Return exactly and only these lines: the first of the listing through the one containing "use tracing::debug;".

=======

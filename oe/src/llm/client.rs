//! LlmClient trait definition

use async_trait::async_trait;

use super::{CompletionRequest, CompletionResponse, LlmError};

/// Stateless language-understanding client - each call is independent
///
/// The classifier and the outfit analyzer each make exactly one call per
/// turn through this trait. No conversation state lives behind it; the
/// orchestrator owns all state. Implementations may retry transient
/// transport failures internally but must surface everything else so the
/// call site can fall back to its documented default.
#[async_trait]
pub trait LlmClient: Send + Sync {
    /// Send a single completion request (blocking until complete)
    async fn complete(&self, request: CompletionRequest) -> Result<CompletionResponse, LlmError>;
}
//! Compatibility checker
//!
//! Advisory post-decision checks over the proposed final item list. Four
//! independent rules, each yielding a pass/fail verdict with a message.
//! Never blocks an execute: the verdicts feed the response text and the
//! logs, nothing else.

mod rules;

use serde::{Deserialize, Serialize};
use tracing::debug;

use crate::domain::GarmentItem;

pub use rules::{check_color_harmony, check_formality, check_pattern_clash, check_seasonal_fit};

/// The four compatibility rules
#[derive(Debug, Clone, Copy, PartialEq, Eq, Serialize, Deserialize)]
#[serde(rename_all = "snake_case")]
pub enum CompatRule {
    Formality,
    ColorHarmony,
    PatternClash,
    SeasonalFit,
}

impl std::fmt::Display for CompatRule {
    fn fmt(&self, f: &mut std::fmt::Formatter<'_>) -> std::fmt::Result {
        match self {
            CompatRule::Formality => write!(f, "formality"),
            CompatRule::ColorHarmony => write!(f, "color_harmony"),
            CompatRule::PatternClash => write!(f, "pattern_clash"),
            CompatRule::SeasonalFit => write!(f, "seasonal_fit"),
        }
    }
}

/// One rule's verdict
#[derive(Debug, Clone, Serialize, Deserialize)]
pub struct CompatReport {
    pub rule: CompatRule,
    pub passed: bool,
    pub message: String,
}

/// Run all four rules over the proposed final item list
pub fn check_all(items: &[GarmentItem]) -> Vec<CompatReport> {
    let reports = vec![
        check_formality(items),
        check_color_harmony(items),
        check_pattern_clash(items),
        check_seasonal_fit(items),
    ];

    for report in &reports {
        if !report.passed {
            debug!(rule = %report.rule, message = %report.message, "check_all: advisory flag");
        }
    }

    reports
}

=======

Problem solution ▸
filename oe/src/llm/client.rs
//! LlmClient trait definition

use async_trait::async_trait;

use super::{CompletionRequest, CompletionResponse, LlmError};

/// Stateless language-understanding client - each call is independent
///
/// The classifier and the outfit analyzer each make exactly one call per
/// turn through this trait. No conversation state lives behind it; the
/// orchestrator owns all state. Implementations may retry transient
/// transport failures internally but must surface everything else so the
/// call site can fall back to its documented default.
#[async_trait]
pub trait LlmClient: Send + Sync {
    /// Send a single completion request (blocking until complete)
    async fn complete(&self, request: CompletionRequest) -> Result<CompletionResponse, LlmError>;
}
//! Compatibility checker
//!
//! Advisory post-decision checks over the proposed final item list. Four
//! independent rules, each yielding a pass/fail verdict with a message.
//! Never blocks an execute: the verdicts feed the response text and the
//! logs, nothing else.

mod rules;

use serde::{Deserialize, Serialize};
use tracing::debug;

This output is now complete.